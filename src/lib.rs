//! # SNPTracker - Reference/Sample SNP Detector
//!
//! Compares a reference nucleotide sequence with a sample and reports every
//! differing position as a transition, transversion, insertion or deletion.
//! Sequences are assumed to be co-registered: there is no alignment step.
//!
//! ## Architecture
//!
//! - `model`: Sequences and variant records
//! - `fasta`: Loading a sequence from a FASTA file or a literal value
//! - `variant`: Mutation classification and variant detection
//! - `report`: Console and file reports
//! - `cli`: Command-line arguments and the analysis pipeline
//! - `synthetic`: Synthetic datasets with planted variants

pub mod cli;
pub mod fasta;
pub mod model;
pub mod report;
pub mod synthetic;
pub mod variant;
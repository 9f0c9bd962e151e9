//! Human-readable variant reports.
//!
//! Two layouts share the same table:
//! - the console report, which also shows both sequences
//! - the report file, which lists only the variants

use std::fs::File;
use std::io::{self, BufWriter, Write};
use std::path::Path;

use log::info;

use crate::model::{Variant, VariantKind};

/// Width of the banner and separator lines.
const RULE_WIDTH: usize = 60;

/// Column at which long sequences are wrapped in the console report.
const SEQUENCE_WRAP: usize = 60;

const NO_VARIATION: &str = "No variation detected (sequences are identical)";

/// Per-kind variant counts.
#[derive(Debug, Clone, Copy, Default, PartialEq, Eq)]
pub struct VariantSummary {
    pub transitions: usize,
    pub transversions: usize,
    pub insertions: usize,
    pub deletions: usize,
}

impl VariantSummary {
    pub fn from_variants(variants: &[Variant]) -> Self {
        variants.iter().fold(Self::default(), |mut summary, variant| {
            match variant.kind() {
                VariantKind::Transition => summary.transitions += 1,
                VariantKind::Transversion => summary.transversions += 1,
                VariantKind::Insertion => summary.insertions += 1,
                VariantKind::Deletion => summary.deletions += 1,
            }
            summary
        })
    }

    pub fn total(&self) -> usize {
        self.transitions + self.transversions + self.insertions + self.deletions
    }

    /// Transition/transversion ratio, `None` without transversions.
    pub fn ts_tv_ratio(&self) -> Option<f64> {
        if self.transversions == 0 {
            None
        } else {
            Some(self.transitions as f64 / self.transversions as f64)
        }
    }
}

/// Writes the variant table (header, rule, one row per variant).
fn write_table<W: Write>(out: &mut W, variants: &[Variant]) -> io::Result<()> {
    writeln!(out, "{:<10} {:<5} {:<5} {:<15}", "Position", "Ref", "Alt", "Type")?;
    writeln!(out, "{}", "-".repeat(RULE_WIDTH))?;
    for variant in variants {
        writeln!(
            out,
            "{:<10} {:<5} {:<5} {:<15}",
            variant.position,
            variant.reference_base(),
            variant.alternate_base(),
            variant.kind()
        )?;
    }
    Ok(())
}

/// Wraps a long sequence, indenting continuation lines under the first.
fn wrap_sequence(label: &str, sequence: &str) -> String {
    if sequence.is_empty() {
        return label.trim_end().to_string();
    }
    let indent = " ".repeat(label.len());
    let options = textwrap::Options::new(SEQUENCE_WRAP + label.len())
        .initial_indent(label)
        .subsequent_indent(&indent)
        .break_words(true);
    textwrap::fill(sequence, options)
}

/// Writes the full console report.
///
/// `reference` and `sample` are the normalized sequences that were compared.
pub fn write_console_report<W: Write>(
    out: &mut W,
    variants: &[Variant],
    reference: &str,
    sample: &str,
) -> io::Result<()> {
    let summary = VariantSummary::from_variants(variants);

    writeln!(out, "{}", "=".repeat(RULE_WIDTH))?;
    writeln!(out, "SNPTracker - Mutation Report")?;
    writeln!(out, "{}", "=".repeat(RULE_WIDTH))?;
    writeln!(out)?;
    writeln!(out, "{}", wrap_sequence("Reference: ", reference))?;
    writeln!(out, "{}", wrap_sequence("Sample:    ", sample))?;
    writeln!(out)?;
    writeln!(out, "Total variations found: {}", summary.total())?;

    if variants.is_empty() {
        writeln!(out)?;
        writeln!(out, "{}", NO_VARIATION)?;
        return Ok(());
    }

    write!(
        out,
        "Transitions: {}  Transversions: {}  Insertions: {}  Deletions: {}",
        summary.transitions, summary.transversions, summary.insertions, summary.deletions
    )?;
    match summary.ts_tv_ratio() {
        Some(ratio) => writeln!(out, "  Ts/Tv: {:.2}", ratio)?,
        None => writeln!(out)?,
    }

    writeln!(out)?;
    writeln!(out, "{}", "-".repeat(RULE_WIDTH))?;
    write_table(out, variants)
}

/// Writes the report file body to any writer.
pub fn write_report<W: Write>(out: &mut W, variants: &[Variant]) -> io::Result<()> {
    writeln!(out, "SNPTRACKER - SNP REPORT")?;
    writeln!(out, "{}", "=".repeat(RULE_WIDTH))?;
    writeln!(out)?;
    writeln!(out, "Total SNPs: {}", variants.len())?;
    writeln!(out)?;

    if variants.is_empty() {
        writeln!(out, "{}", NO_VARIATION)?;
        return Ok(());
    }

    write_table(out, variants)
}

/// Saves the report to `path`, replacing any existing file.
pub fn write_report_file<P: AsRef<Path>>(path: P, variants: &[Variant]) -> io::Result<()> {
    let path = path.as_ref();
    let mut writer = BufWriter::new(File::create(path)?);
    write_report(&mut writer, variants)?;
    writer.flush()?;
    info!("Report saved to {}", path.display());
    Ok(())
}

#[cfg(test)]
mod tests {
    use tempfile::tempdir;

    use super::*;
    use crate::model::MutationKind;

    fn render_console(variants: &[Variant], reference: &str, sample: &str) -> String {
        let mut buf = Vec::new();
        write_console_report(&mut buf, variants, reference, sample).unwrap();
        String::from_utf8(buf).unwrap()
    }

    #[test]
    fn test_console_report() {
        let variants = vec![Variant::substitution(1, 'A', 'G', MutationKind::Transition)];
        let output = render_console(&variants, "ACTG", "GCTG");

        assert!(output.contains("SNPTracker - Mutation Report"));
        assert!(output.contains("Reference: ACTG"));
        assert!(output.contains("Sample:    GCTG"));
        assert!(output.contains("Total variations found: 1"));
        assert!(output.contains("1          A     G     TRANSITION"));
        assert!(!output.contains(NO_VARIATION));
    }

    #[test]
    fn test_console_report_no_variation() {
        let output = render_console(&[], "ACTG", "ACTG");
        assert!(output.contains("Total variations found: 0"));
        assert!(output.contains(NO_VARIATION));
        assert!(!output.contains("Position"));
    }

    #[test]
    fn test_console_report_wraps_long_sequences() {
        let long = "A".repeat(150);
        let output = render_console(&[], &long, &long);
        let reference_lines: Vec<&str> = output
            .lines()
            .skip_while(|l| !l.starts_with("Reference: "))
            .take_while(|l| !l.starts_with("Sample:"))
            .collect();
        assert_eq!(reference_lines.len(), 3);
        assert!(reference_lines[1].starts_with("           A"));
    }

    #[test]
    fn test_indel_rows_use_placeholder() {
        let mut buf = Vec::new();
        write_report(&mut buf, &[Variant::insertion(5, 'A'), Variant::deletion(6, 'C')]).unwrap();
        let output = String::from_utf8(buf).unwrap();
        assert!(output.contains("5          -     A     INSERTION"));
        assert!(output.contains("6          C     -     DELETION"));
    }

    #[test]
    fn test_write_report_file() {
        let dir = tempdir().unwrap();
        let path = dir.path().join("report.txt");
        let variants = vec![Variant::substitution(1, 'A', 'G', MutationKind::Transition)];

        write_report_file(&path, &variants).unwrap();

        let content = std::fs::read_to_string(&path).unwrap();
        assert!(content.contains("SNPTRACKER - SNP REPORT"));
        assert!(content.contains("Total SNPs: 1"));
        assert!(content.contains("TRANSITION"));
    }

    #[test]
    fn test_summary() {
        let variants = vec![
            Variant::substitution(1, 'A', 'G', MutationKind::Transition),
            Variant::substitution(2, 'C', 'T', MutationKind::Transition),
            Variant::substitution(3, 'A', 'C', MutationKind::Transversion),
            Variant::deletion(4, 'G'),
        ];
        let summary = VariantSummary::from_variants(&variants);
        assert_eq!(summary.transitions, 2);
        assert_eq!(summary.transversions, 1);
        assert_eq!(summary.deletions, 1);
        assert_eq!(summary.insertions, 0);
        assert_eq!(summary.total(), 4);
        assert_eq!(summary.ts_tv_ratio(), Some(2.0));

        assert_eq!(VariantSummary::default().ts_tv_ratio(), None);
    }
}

WORK INSTRUCTION:
Find the line with "row per variant)." in the material above. Reproduce it and each line after it up to and including the line with "fn wrap_sequence(label: &str, sequence: &str)".

TASK SOLUTION:
/// Writes the variant table (header, rule, one row per variant).
fn write_table<W: Write>(out: &mut W, variants: &[Variant]) -> io::Result<()> {
    writeln!(out, "{:<10} {:<5} {:<5} {:<15}", "Position", "Ref", "Alt", "Type")?;
    writeln!(out, "{}", "-".repeat(RULE_WIDTH))?;
    for variant in variants {
        writeln!(
            out,
            "{:<10} {:<5} {:<5} {:<15}",
            variant.position,
            variant.reference_base(),
            variant.alternate_base(),
            variant.kind()
        )?;
    }
    Ok(())
}

/// Wraps a long sequence, indenting continuation lines under the first.
fn wrap_sequence(label: &str, sequence: &str) -> String {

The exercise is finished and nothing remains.